Get a legal separation first outlining who gets what first. If you leave without a binding contract, it could hurt you in the end. 


Sent from my iPhone using Tapatalk


----------



## EleGirl (Dec 3, 2011)

Do not leave the house until you talk to a lawyer and have a plan. Don't tell him yet that you are talking to a lawyer.

If there is any way that you can stay in the house until it's sold, I think you need to do that. It sounds like he might acutally jeapordize the sale of the house if you don't. I wonder if there are things that you can do to make staying there easier. Could you spend some nights at the house of family or friends? Go out a lot just to not be there?


----------



## Openminded (Feb 21, 2013)

If it's just for a few months then I would try to stay.


----------



## Suzy0sunshine* (Feb 22, 2018)

In our state, there is no legal separation. You have to file for divorce, unfortunately. I have been to a lawyer and right now I am living here at our house (after staying at my Mom's for a while). I am working on getting the house on the market. It involves some hard days but I did move 40% of what we had in savings into a checking account in my name only. He wasn't happy about it, but my lawyer told me that half the money was mine. He is still paying our expenses. As soon as I file, then I will need to take some courses and try to get a job after 28 years of being just a wife and Mom. I'm preparing myself and feel confident that I will find something after I brush up on some skills.


----------



## Suzy0sunshine* (Feb 22, 2018)

It became untenable due to the emotional pain, and I moved to my Mother's for a week. I came back because of the inconvenience and made the mistake of sleeping with him (being lonely and having him tell me he didn't want a divorce every day influenced that decision).

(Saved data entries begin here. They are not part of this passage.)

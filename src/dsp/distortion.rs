//! Distortion / Waveshaping
//!
//! A waveshaper applies a transfer function to each sample. This one uses
//!
//! ```text
//! f(x) = (1 + k) * x / (1 + k * |x|)
//! ```
//!
//! with `k` the amount (0..100). At `k = 0` the curve is the identity; as `k`
//! grows it bends toward a hard sign function. Inputs outside -1..1 are held
//! at the curve's end points.
//!
//! Waveshaping creates harmonics above Nyquist. Optional 2x/4x oversampling
//! shapes linearly interpolated sub-samples and averages them back down,
//! which takes the edge off the aliasing.

/// Length of the precomputed transfer curve
pub const CURVE_LEN: usize = 2048;

#[derive(Debug, Clone, Copy, PartialEq, Eq, Default)]
pub enum Oversample {
    #[default]
    None,
    X2,
    X4,
}

impl Oversample {
    pub fn from_index(index: usize) -> Self {
        match index {
            1 => Oversample::X2,
            2 => Oversample::X4,
            _ => Oversample::None,
        }
    }

    pub fn index(&self) -> usize {
        match self {
            Oversample::None => 0,
            Oversample::X2 => 1,
            Oversample::X4 => 2,
        }
    }

    pub fn factor(&self) -> usize {
        match self {
            Oversample::None => 1,
            Oversample::X2 => 2,
            Oversample::X4 => 4,
        }
    }
}

#[inline]
pub fn shape(sample: f32, amount: f32) -> f32 {
    let x = sample.clamp(-1.0, 1.0);
    (1.0 + amount) * x / (1.0 + amount * x.abs())
}

/// Sample the transfer function at `len` evenly spaced points over -1..1.
pub fn make_curve(amount: f32, len: usize) -> Vec<f32> {
    let len = len.max(2);
    (0..len)
        .map(|i| {
            let x = i as f32 * 2.0 / (len - 1) as f32 - 1.0;
            shape(x, amount)
        })
        .collect()
}

/// Table-driven waveshaper with optional oversampling.
pub struct Waveshaper {
    amount: f32,
    oversample: Oversample,
    curve: Vec<f32>,
    previous: f32,
}

impl Waveshaper {
    pub fn new(amount: f32) -> Self {
        Self {
            amount,
            oversample: Oversample::None,
            curve: make_curve(amount, CURVE_LEN),
            previous: 0.0,
        }
    }

    pub fn amount(&self) -> f32 {
        self.amount
    }

    /// Rebuilds the curve table; call from the control side.
    pub fn set_amount(&mut self, amount: f32) {
        if amount != self.amount {
            self.amount = amount;
            self.curve = make_curve(amount, CURVE_LEN);
        }
    }

    pub fn oversample(&self) -> Oversample {
        self.oversample
    }

    pub fn set_oversample(&mut self, oversample: Oversample) {
        self.oversample = oversample;
    }

    /// Look up the curve with linear interpolation between table points.
    #[inline]
    fn lookup(&self, sample: f32) -> f32 {
        let last = (self.curve.len() - 1) as f32;
        let pos = (sample.clamp(-1.0, 1.0) + 1.0) * 0.5 * last;
        let index = (pos as usize).min(self.curve.len() - 2);
        let frac = pos - index as f32;
        let a = self.curve[index];
        a + (self.curve[index + 1] - a) * frac
    }

    #[inline]
    pub fn process(&mut self, sample: f32) -> f32 {
        let factor = self.oversample.factor();
        let out = if factor == 1 {
            self.lookup(sample)
        } else {
            let step = 1.0 / factor as f32;
            let mut sum = 0.0;
            for i in 1..=factor {
                let t = i as f32 * step;
                sum += self.lookup(self.previous + (sample - self.previous) * t);
            }
            sum * step
        };
        self.previous = sample;
        out
    }

    pub fn render(&mut self, buffer: &mut [f32]) {
        for sample in buffer.iter_mut() {
            *sample = self.process(*sample);
        }
    }

    pub fn reset(&mut self) {
        self.previous = 0.0;
    }
}
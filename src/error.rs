//! Error type surfaced by the console.
//!
//! Topology problems never show up here: the signal graph recovers from those
//! locally. What remains is what a user has to be told about.

use crate::registry::EffectKind;

#[derive(Debug)]
pub enum ConsoleError {
    /// The node factory has no primitive for this effect kind.
    Unsupported { kind: EffectKind },
    /// A host capability (capture, decoding, ...) is missing.
    Capability(&'static str),
    /// Filesystem failure while loading or writing audio.
    Io(std::io::Error),
    /// WAV decode or encode failure.
    Wav(hound::Error),
    /// A configuration value could not be used.
    Config(String),
}

impl std::fmt::Display for ConsoleError {
    fn fmt(&self, f: &mut std::fmt::Formatter<'_>) -> std::fmt::Result {
        match self {
            ConsoleError::Unsupported { kind } => {
                write!(f, "{} is not supported by this audio host", kind.label())
            }
            ConsoleError::Capability(what) => write!(f, "{} is not supported on this system", what),
            ConsoleError::Io(err) => write!(f, "i/o error: {}", err),
            ConsoleError::Wav(err) => write!(f, "wav error: {}", err),
            ConsoleError::Config(msg) => write!(f, "invalid configuration: {}", msg),
        }
    }
}

impl std::error::Error for ConsoleError {
    fn source(&self) -> Option<&(dyn std::error::Error + 'static)> {
        match self {
            ConsoleError::Io(err) => Some(err),
            ConsoleError::Wav(err) => Some(err),
            _ => None,
        }
    }
}

impl From<std::io::Error> for ConsoleError {
    fn from(err: std::io::Error) -> Self {
        ConsoleError::Io(err)
    }
}

impl From<hound::Error> for ConsoleError {
    fn from(err: hound::Error) -> Self {
        ConsoleError::Wav(err)
    }
}
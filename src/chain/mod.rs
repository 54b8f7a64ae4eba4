//! Effect enable/disable against the signal graph.
//!
//! The controller owns the only mapping from effect kind to live nodes. Each
//! enable or disable is one splice or unsplice on the graph, so the chain is
//! never observed half rewired.

pub mod router;

use std::collections::{BTreeMap, BTreeSet};

use crate::context::AudioContext;
use crate::error::ConsoleError;
use crate::graph::node::DspNode;
use crate::graph::signal::{Insert, MixPair, NodeId, SignalGraph};
use crate::registry::{EffectKind, ParamSet};

pub use router::ParamRouter;

/// Nodes backing one enabled effect.
#[derive(Debug, Clone, PartialEq, Eq)]
pub struct ActiveEffect {
    pub kind: EffectKind,
    /// The effect node itself
    pub node: NodeId,
    pub mix: Option<MixPair>,
    /// Output gain of a generator
    pub output: Option<NodeId>,
    insert: Insert,
}

impl ActiveEffect {
    pub fn members(&self) -> &[NodeId] {
        self.insert.members()
    }
}

/// Outcome of [`ChainController::enable`].
#[derive(Debug, Clone, Copy, PartialEq, Eq)]
pub enum Enabled {
    Inserted,
    AlreadyActive,
    /// The host refused this kind before; nothing was done.
    Unavailable,
}

#[derive(Debug, Default)]
pub struct ChainController {
    active: BTreeMap<EffectKind, ActiveEffect>,
    unsupported: BTreeSet<EffectKind>,
}

impl ChainController {
    pub fn new() -> Self {
        Self::default()
    }

    /// Build the nodes for `kind`, splice them in and apply schema defaults
    /// overlaid with `initial`.
    ///
    /// Enabling an active kind is a no-op. A kind the host cannot build fails
    /// once with [`ConsoleError::Unsupported`] and is a silent no-op after.
    pub fn enable(
        &mut self,
        ctx: &mut AudioContext,
        kind: EffectKind,
        initial: &ParamSet,
    ) -> Result<Enabled, ConsoleError> {
        if self.active.contains_key(&kind) {
            return Ok(Enabled::AlreadyActive);
        }
        if self.unsupported.contains(&kind) {
            log::debug!(target: "chain", "skipping unavailable {}", kind);
            return Ok(Enabled::Unavailable);
        }

        let factory = ctx.factory();
        let node = match factory.create(kind, ctx.sample_rate()) {
            Ok(node) => node,
            Err(err) => {
                log::warn!(target: "chain", "{}", err);
                self.unsupported.insert(kind);
                return Err(err);
            }
        };
        let mix = kind
            .requires_mix_pair()
            .then(|| (factory.gain(1.0), factory.gain(0.0)));
        let output = kind.is_generator().then(|| factory.gain(0.0));

        let effect = build(ctx.graph_mut(), kind, node, mix, output);
        let graph = ctx.graph_mut();
        graph.splice(effect.insert.clone());

        let params = ParamSet::defaults_for(kind).merged(initial);
        router::apply(graph, &effect, &params);
        log::info!(target: "chain", "enabled {}", kind);
        self.active.insert(kind, effect);
        Ok(Enabled::Inserted)
    }

    /// Unsplice and release the nodes of `kind`. Returns false if it was not
    /// active.
    pub fn disable(&mut self, ctx: &mut AudioContext, kind: EffectKind) -> bool {
        let Some(effect) = self.active.remove(&kind) else {
            return false;
        };
        let graph = ctx.graph_mut();
        graph.unsplice(kind);
        graph.release(effect.members());
        log::info!(target: "chain", "disabled {}", kind);
        true
    }

    /// Disable every active effect.
    pub fn clear(&mut self, ctx: &mut AudioContext) {
        let kinds: Vec<EffectKind> = self.active.keys().copied().collect();
        for kind in kinds {
            self.disable(ctx, kind);
        }
    }

    pub fn get(&self, kind: EffectKind) -> Option<&ActiveEffect> {
        self.active.get(&kind)
    }

    pub fn is_active(&self, kind: EffectKind) -> bool {
        self.active.contains_key(&kind)
    }

    pub fn is_unsupported(&self, kind: EffectKind) -> bool {
        self.unsupported.contains(&kind)
    }

    pub fn active_kinds(&self) -> impl Iterator<Item = EffectKind> + '_ {
        self.active.keys().copied()
    }

    pub fn len(&self) -> usize {
        self.active.len()
    }

    pub fn is_empty(&self) -> bool {
        self.active.is_empty()
    }

    pub fn has_generator(&self) -> bool {
        self.active.keys().any(EffectKind::is_generator)
    }
}

/// Allocate the nodes for one effect and wire its internal edge.
fn build(
    graph: &mut SignalGraph,
    kind: EffectKind,
    node: Box<dyn DspNode>,
    mix: Option<(Box<dyn DspNode>, Box<dyn DspNode>)>,
    output: Option<Box<dyn DspNode>>,
) -> ActiveEffect {
    let node = graph.add_node(node);
    let mut effect = ActiveEffect {
        kind,
        node,
        mix: None,
        output: None,
        insert: Insert::single(kind, node),
    };

    if let Some((dry, wet)) = mix {
        let pair = MixPair {
            dry: graph.add_node(dry),
            wet: graph.add_node(wet),
        };
        link(graph, node, pair.wet);
        effect.mix = Some(pair);
        effect.insert = Insert::mixed(kind, node, pair);
    } else if let Some(gain) = output {
        let out = graph.add_node(gain);
        link(graph, node, out);
        effect.output = Some(out);
        effect.insert = Insert::generator(kind, node, out);
    }
    effect
}

fn link(graph: &mut SignalGraph, from: NodeId, to: NodeId) {
    if let Err(err) = graph.connect(from, to) {
        log::warn!(target: "chain", "internal edge dropped: {}", err);
    }
}
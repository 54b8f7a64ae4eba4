pub mod analysis; // Tap-point spectrum and waveform readers
pub mod buffer;
pub mod chain; // Effect enable/disable and parameter routing
pub mod config;
pub mod console;
pub mod context; // Process-wide audio context and clocks
pub mod dsp;
pub mod error;
pub mod graph; // Source -> inserts -> sink topology
pub mod host;
pub mod io;
pub mod registry; // Catalog of effect kinds and their parameters
pub mod sequencing; // Step-sequenced drum triggers
pub mod viz;

pub use console::Console;
pub use error::ConsoleError;
pub use registry::{EffectKind, FilterKind, ParamSet};

pub const MAX_BLOCK_SIZE: usize = 2048;
/// One second of delay at 192kHz.
pub const MAX_DELAY_SAMPLES: usize = 192_000;
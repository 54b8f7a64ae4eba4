//! Benchmarks for rendering blocks through a populated effect chain.

use std::hint::black_box;

use criterion::{BenchmarkId, Criterion};
use saavy_fx::config::Config;
use saavy_fx::graph::{MediaSource, RenderCtx, Routing, StereoFrame};
use saavy_fx::{Console, EffectKind, FilterKind};

use crate::BLOCK_SIZES;

/// Endless sawtooth standing in for a decoded file.
struct Saw {
    phase: f32,
}

impl MediaSource for Saw {
    fn render(&mut self, out: &mut [StereoFrame], ctx: &RenderCtx) {
        let step = 110.0 / ctx.sample_rate;
        for frame in out.iter_mut() {
            *frame = StereoFrame::mono(self.phase * 2.0 - 1.0);
            self.phase = (self.phase + step).fract();
        }
    }
}

fn console(kinds: &[EffectKind], routing: Routing) -> Console {
    let mut console = Console::new(Config::embedded(), 48_000.0);
    console.context_mut().graph_mut().set_routing(routing);
    console.load_source(Box::new(Saw { phase: 0.0 }));
    for &kind in kinds {
        // Benchmarks skip kinds the factory cannot build
        let _ = console.enable(kind);
    }
    console
}

pub fn bench_render(c: &mut Criterion) {
    let mut group = c.benchmark_group("scenarios/render");

    let light = [EffectKind::Filter(FilterKind::Lowpass), EffectKind::Panner];
    let heavy = [
        EffectKind::Filter(FilterKind::Lowpass),
        EffectKind::Distortion,
        EffectKind::Delay,
        EffectKind::Compressor,
        EffectKind::Reverb,
    ];

    for &size in BLOCK_SIZES {
        let mut out = vec![StereoFrame::SILENT; size];

        let mut dry = console(&[], Routing::Parallel);
        group.bench_with_input(BenchmarkId::new("dry", size), &size, |b, _| {
            b.iter(|| dry.render(black_box(&mut out)))
        });

        let mut two = console(&light, Routing::Parallel);
        group.bench_with_input(BenchmarkId::new("2_parallel", size), &size, |b, _| {
            b.iter(|| two.render(black_box(&mut out)))
        });

        let mut parallel = console(&heavy, Routing::Parallel);
        group.bench_with_input(BenchmarkId::new("5_parallel", size), &size, |b, _| {
            b.iter(|| parallel.render(black_box(&mut out)))
        });

        let mut series = console(&heavy, Routing::Series);
        group.bench_with_input(BenchmarkId::new("5_series", size), &size, |b, _| {
            b.iter(|| series.render(black_box(&mut out)))
        });
    }

    group.finish();
}
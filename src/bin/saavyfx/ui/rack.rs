//! Effect rack widget - one row per effect kind with its parameter sliders

use std::collections::BTreeMap;

use ratatui::{
    layout::Rect,
    style::{Color, Modifier, Style},
    text::{Line, Span},
    widgets::{Block, Borders, Paragraph},
    Frame,
};

use saavy_fx::registry::ParamSpec;
use saavy_fx::{EffectKind, ParamSet};

use super::state::Snapshot;

/// Steps from min to max when nudging a slider.
const SLIDER_STEPS: f32 = 50.0;

/// Slider values, kept whether or not the effect is enabled. Enabling an
/// effect pushes its current sliders.
pub struct RackState {
    pub selected: usize,
    pub param: usize,
    values: BTreeMap<EffectKind, ParamSet>,
}

impl RackState {
    pub fn new(initial: impl Fn(EffectKind) -> ParamSet) -> Self {
        let values = EffectKind::ALL
            .into_iter()
            .map(|kind| (kind, ParamSet::defaults_for(kind).merged(&initial(kind))))
            .collect();
        Self {
            selected: 0,
            param: 0,
            values,
        }
    }

    pub fn kind(&self) -> EffectKind {
        EffectKind::ALL[self.selected.min(EffectKind::ALL.len() - 1)]
    }

    pub fn spec(&self) -> Option<&'static ParamSpec> {
        self.kind().params().get(self.param)
    }

    pub fn values(&self, kind: EffectKind) -> ParamSet {
        self.values.get(&kind).cloned().unwrap_or_default()
    }

    pub fn select(&mut self, delta: isize) {
        let len = EffectKind::ALL.len() as isize;
        self.selected = (self.selected as isize + delta).rem_euclid(len) as usize;
        self.param = 0;
    }

    pub fn select_param(&mut self, delta: isize) {
        let len = self.kind().params().len() as isize;
        if len > 0 {
            self.param = (self.param as isize + delta).rem_euclid(len) as usize;
        }
    }

    /// Move the selected slider. Returns the parameter and its new value.
    pub fn nudge(&mut self, direction: f32) -> Option<(&'static str, f32)> {
        let kind = self.kind();
        let spec = self.spec()?;
        let step = if spec.is_choice() {
            1.0
        } else {
            (spec.max - spec.min) / SLIDER_STEPS
        };
        let params = self.values.entry(kind).or_default();
        let current = params.get(spec.name).unwrap_or(spec.default);
        let value = spec.clamp(current + step * direction);
        params.set(spec.name, value);
        Some((spec.name, value))
    }
}

fn format_value(spec: &ParamSpec, value: f32) -> String {
    if let Some(label) = spec.choice_label(value) {
        return label.to_string();
    }
    if (spec.max - spec.min) >= 100.0 {
        format!("{:.0}", value)
    } else {
        format!("{:.2}", value)
    }
}

pub fn render_rack(frame: &mut Frame, area: Rect, rack: &RackState, state: &Snapshot) {
    let block = Block::default().title(" Effects ").borders(Borders::ALL);

    let lines: Vec<Line> = EffectKind::ALL
        .iter()
        .enumerate()
        .map(|(row, kind)| {
            let selected = row == rack.selected;
            let (mark, color) = if state.is_unsupported(*kind) {
                ("✗", Color::DarkGray)
            } else if state.is_active(*kind) {
                ("●", Color::Green)
            } else {
                ("○", Color::Gray)
            };
            let name_style = if selected {
                Style::default().fg(color).add_modifier(Modifier::REVERSED)
            } else {
                Style::default().fg(color)
            };

            let mut spans = vec![Span::styled(format!(" {} {:<11}", mark, kind.label()), name_style)];
            let values = rack.values.get(kind);
            for (i, spec) in kind.params().iter().enumerate() {
                let value = values.and_then(|v| v.get(spec.name)).unwrap_or(spec.default);
                let style = if selected && i == rack.param {
                    Style::default().fg(Color::Yellow).add_modifier(Modifier::BOLD)
                } else {
                    Style::default().fg(Color::DarkGray)
                };
                spans.push(Span::styled(
                    format!(" {}={}", spec.name, format_value(spec, value)),
                    style,
                ));
            }
            Line::from(spans)
        })
        .collect();

    frame.render_widget(Paragraph::new(lines).block(block), area);
}
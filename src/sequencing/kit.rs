//! Drum samples for the rhythm sequencer.
//!
//! Every kit slot holds an immutable buffer shared by reference with each
//! trigger that plays it. Slots left empty are skipped at schedule time.

use std::sync::Arc;

use crate::buffer::SampleBuffer;
use crate::dsp::filter::SVFilter;
use crate::dsp::oscillator::{Oscillator, Waveform};

#[derive(Debug, Clone, Copy, PartialEq, Eq, Hash, PartialOrd, Ord)]
pub enum Drum {
    Kick,
    Snare,
    Hat,
}

impl Drum {
    pub const ALL: [Drum; 3] = [Drum::Kick, Drum::Snare, Drum::Hat];

    pub fn name(&self) -> &'static str {
        match self {
            Drum::Kick => "kick",
            Drum::Snare => "snare",
            Drum::Hat => "hat",
        }
    }

    /// Fixed playback gain of every trigger of this drum.
    pub fn gain(&self) -> f32 {
        match self {
            Drum::Kick => 1.0,
            Drum::Snare => 0.9,
            Drum::Hat => 0.6,
        }
    }
}

#[derive(Debug, Clone, Default)]
pub struct RhythmKit {
    kick: Option<Arc<SampleBuffer>>,
    snare: Option<Arc<SampleBuffer>>,
    hat: Option<Arc<SampleBuffer>>,
}

impl RhythmKit {
    /// A kit with no samples loaded. Playing it schedules nothing.
    pub fn empty() -> Self {
        Self::default()
    }

    /// Kick, snare and hat rendered from the built-in oscillators and filters.
    pub fn synthesized(sample_rate: f32) -> Self {
        Self {
            kick: Some(Arc::new(kick(sample_rate))),
            snare: Some(Arc::new(snare(sample_rate))),
            hat: Some(Arc::new(hat(sample_rate))),
        }
    }

    pub fn buffer(&self, drum: Drum) -> Option<&Arc<SampleBuffer>> {
        match drum {
            Drum::Kick => self.kick.as_ref(),
            Drum::Snare => self.snare.as_ref(),
            Drum::Hat => self.hat.as_ref(),
        }
    }

    /// Replace (or clear) one slot.
    pub fn set(&mut self, drum: Drum, buffer: Option<Arc<SampleBuffer>>) {
        let slot = match drum {
            Drum::Kick => &mut self.kick,
            Drum::Snare => &mut self.snare,
            Drum::Hat => &mut self.hat,
        };
        *slot = buffer;
    }

    pub fn is_loaded(&self, drum: Drum) -> bool {
        self.buffer(drum).is_some()
    }
}

fn frames(sample_rate: f32, seconds: f32) -> usize {
    (sample_rate * seconds).max(1.0) as usize
}

/// Exponential decay reaching about -60 dB at the end of `len` samples.
fn decay(index: usize, len: usize) -> f32 {
    (-6.9 * index as f32 / len as f32).exp()
}

/// Sine body with a fast downward pitch sweep.
fn kick(sample_rate: f32) -> SampleBuffer {
    let len = frames(sample_rate, 0.4);
    let mut body = Oscillator::sine();
    let mut smooth = SVFilter::lowpass(200.0);
    let coeffs = smooth.coefficients(sample_rate);
    let samples = (0..len)
        .map(|i| {
            let t = i as f32 / sample_rate;
            // 150 Hz falling towards 50 Hz
            let freq = 50.0 + 100.0 * (-t * 30.0).exp();
            let s = body.next_sample(freq, sample_rate) * decay(i, len);
            smooth.tick(s, &coeffs) * 1.4
        })
        .collect();
    SampleBuffer::from_mono(sample_rate, samples)
}

/// Band-passed noise over a short triangle body.
fn snare(sample_rate: f32) -> SampleBuffer {
    let len = frames(sample_rate, 0.25);
    let mut rattle = Oscillator::noise();
    let mut body = Oscillator::new(Waveform::Triangle);
    let mut wires = SVFilter::bandpass(3000.0);
    let coeffs = wires.coefficients(sample_rate);
    let body_len = len / 2;
    let samples = (0..len)
        .map(|i| {
            let noise = wires.tick(rattle.next_sample(0.0, sample_rate), &coeffs) * decay(i, len);
            let tone = if i < body_len {
                body.next_sample(180.0, sample_rate) * decay(i, body_len)
            } else {
                0.0
            };
            0.3 * tone + 0.7 * noise
        })
        .collect();
    SampleBuffer::from_mono(sample_rate, samples)
}

/// High-passed noise, very short.
fn hat(sample_rate: f32) -> SampleBuffer {
    let len = frames(sample_rate, 0.08);
    let mut noise = Oscillator::noise();
    let mut shimmer = SVFilter::highpass(7000.0);
    let coeffs = shimmer.coefficients(sample_rate);
    let samples = (0..len)
        .map(|i| shimmer.tick(noise.next_sample(0.0, sample_rate), &coeffs) * decay(i, len))
        .collect();
    SampleBuffer::from_mono(sample_rate, samples)
}
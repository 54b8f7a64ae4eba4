//! Console-level scenario benchmarks.
//!
//! These render the full graph (source, inserts, master bus, analyser tap)
//! the way the audio callback does.

mod render;
mod splice;

pub use render::bench_render;
pub use splice::bench_splice;
//! One-shot rhythm scheduling through the console.

use saavy_fx::config::Config;
use saavy_fx::graph::StereoFrame;
use saavy_fx::sequencing::{SequencerState, StepPattern};
use saavy_fx::Console;

const SAMPLE_RATE: f32 = 8_000.0;

fn advance(console: &mut Console, seconds: f64) {
    let mut out = vec![StereoFrame::SILENT; 400];
    let blocks = (seconds * SAMPLE_RATE as f64 / out.len() as f64).ceil() as usize;
    for _ in 0..blocks {
        console.render(&mut out);
    }
}

#[test]
fn test_second_play_rejected_while_scheduling() {
    let mut console = Console::new(Config::embedded(), SAMPLE_RATE);
    let pattern = StepPattern::straight();

    assert!(console.play_rhythm(&pattern, 120.0));
    assert_eq!(console.rhythm_state(), SequencerState::Scheduling);

    advance(&mut console, 1.0);
    assert!(!console.play_rhythm(&pattern, 120.0));
    assert_eq!(console.rhythm_state(), SequencerState::Scheduling);
}

#[test]
fn test_play_accepted_after_bar() {
    let mut console = Console::new(Config::embedded(), SAMPLE_RATE);
    let pattern = StepPattern::half_time();

    assert!(console.play_rhythm(&pattern, 120.0));
    advance(&mut console, 2.05);

    assert_eq!(console.rhythm_state(), SequencerState::Idle);
    assert!(console.play_rhythm(&pattern, 120.0));
}

#[test]
fn test_scheduled_hits_reach_output() {
    let mut console = Console::new(Config::embedded(), SAMPLE_RATE);
    assert!(console.play_rhythm(&StepPattern::straight(), 120.0));

    let mut out = vec![StereoFrame::SILENT; 400];
    let mut peak = 0.0f32;
    for _ in 0..10 {
        console.render(&mut out);
        peak = out.iter().fold(peak, |p, f| p.max(f.peak()));
    }
    assert!(peak > 0.01);
}

#[test]
fn test_invalid_tempo_rejected() {
    let mut console = Console::new(Config::embedded(), SAMPLE_RATE);
    assert!(!console.play_rhythm(&StepPattern::straight(), 0.0));
    assert!(!console.play_rhythm(&StepPattern::straight(), f32::NAN));
    assert_eq!(console.rhythm_state(), SequencerState::Idle);
}
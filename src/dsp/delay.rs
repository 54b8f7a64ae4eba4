use crate::MAX_DELAY_SAMPLES;

pub struct DelayLine {
    buffer: Vec<f32>,
    write_pos: usize,
}

impl DelayLine {
    pub fn new() -> Self {
        Self {
            buffer: vec![0.0; MAX_DELAY_SAMPLES],
            write_pos: 0,
        }
    }

    /// Read `delay_samples` behind the next write, with linear interpolation.
    ///
    /// Meant to be paired with [`DelayLine::write`] in feedback loops: read
    /// first, then write the new input plus feedback.
    #[inline]
    pub fn read_interpolated(&self, delay_samples: f32) -> f32 {
        let delay = delay_samples.clamp(1.0, (MAX_DELAY_SAMPLES - 2) as f32);
        let mut read = self.write_pos as f32 - delay;
        if read < 0.0 {
            read += MAX_DELAY_SAMPLES as f32;
        }
        let index = read as usize % MAX_DELAY_SAMPLES;
        let frac = read - read.floor();
        let a = self.buffer[index];
        let b = self.buffer[(index + 1) % MAX_DELAY_SAMPLES];
        a + (b - a) * frac
    }

    #[inline]
    pub fn write(&mut self, sample: f32) {
        self.buffer[self.write_pos] = sample;
        self.write_pos = (self.write_pos + 1) % MAX_DELAY_SAMPLES;
    }

    /// Feedback echo: returns the delayed signal and feeds it back scaled by
    /// `feedback`.
    #[inline]
    pub fn process_feedback(&mut self, sample: f32, delay_samples: f32, feedback: f32) -> f32 {
        let delayed = self.read_interpolated(delay_samples);
        self.write(sample + delayed * feedback);
        delayed
    }

    pub fn reset(&mut self) {
        self.buffer.fill(0.0);
        self.write_pos = 0;
    }
}

impl Default for DelayLine {
    fn default() -> Self {
        Self::new()
    }
}

#[cfg(test)]
mod tests {
    use super::*;

    #[test]
    fn test_integer_delay_without_feedback() {
        let mut line = DelayLine::new();
        let out: Vec<f32> = (0..8)
            .map(|i| line.process_feedback(if i == 0 { 1.0 } else { 0.0 }, 3.0, 0.0))
            .collect();
        assert_eq!(out, vec![0.0, 0.0, 0.0, 1.0, 0.0, 0.0, 0.0, 0.0]);
    }

    #[test]
    fn test_feedback_repeats_decay() {
        let mut line = DelayLine::new();
        let out: Vec<f32> = (0..25)
            .map(|i| line.process_feedback(if i == 0 { 1.0 } else { 0.0 }, 10.0, 0.5))
            .collect();
        assert_eq!(out[10], 1.0);
        assert_eq!(out[20], 0.5);
        assert_eq!(out[15], 0.0);
    }

    #[test]
    fn test_fractional_read_interpolates() {
        let mut line = DelayLine::new();
        line.write(0.0);
        line.write(1.0);
        // one sample back is 1.0, two back is 0.0
        assert!((line.read_interpolated(1.5) - 0.5).abs() < 1e-6);
    }

    #[test]
    fn test_reset_clears_history() {
        let mut line = DelayLine::new();
        line.write(1.0);
        line.reset();
        assert_eq!(line.read_interpolated(1.0), 0.0);
    }
}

The next morning he said we "needed to take it slow" and admitted that he had lived in "deceit" for years, meaning he didn't love me like he knew he should and ignored problems and pretended. It hurt terribly, but gave me the motivation to stand strong and get on with what I needed to do. I am hoping to have the house on the market by May 1 and file for divorce soon after.


----------



## DustyDog (Jul 12, 2016)

Just get divorced. The requirement to sell the house will come from the divorce.

On the plus side:
- If in the divorce decree, then it's a court order. If he tries to block the sale in any way, he is legally in contempt of court and the court can and will be pretty harsh on him.
- The courts will push for a FAST sale and will insists on some pretty specific behavior from the realtor - such as doing MINIMAL staging before putting it on the market, and while attempting to achieve a high selling price, not doing it so much that the speed of sale is impaired. Phrases like "time is of the essence" and "expeditious manner" are in my current divorce decree which does mandate selling the house.
- There will be no argument about who pays for cleaning/repairs. It will be split 50/50
- If the sale creates profit above the $250k limit, a divorce decree can make you immune to the tax consequences

I would not wait until May 1. You want previews from other realtors...so that when the right client shows up in their office, they have already seen the house and "know the exact house" for the people who just walked in. If your listing agent doesn't do a "realtor only" open house, pick a different listing agent.

Working from my present in-divorce sale, plus sale of 6 other houses in the past 30 years.

DD


----------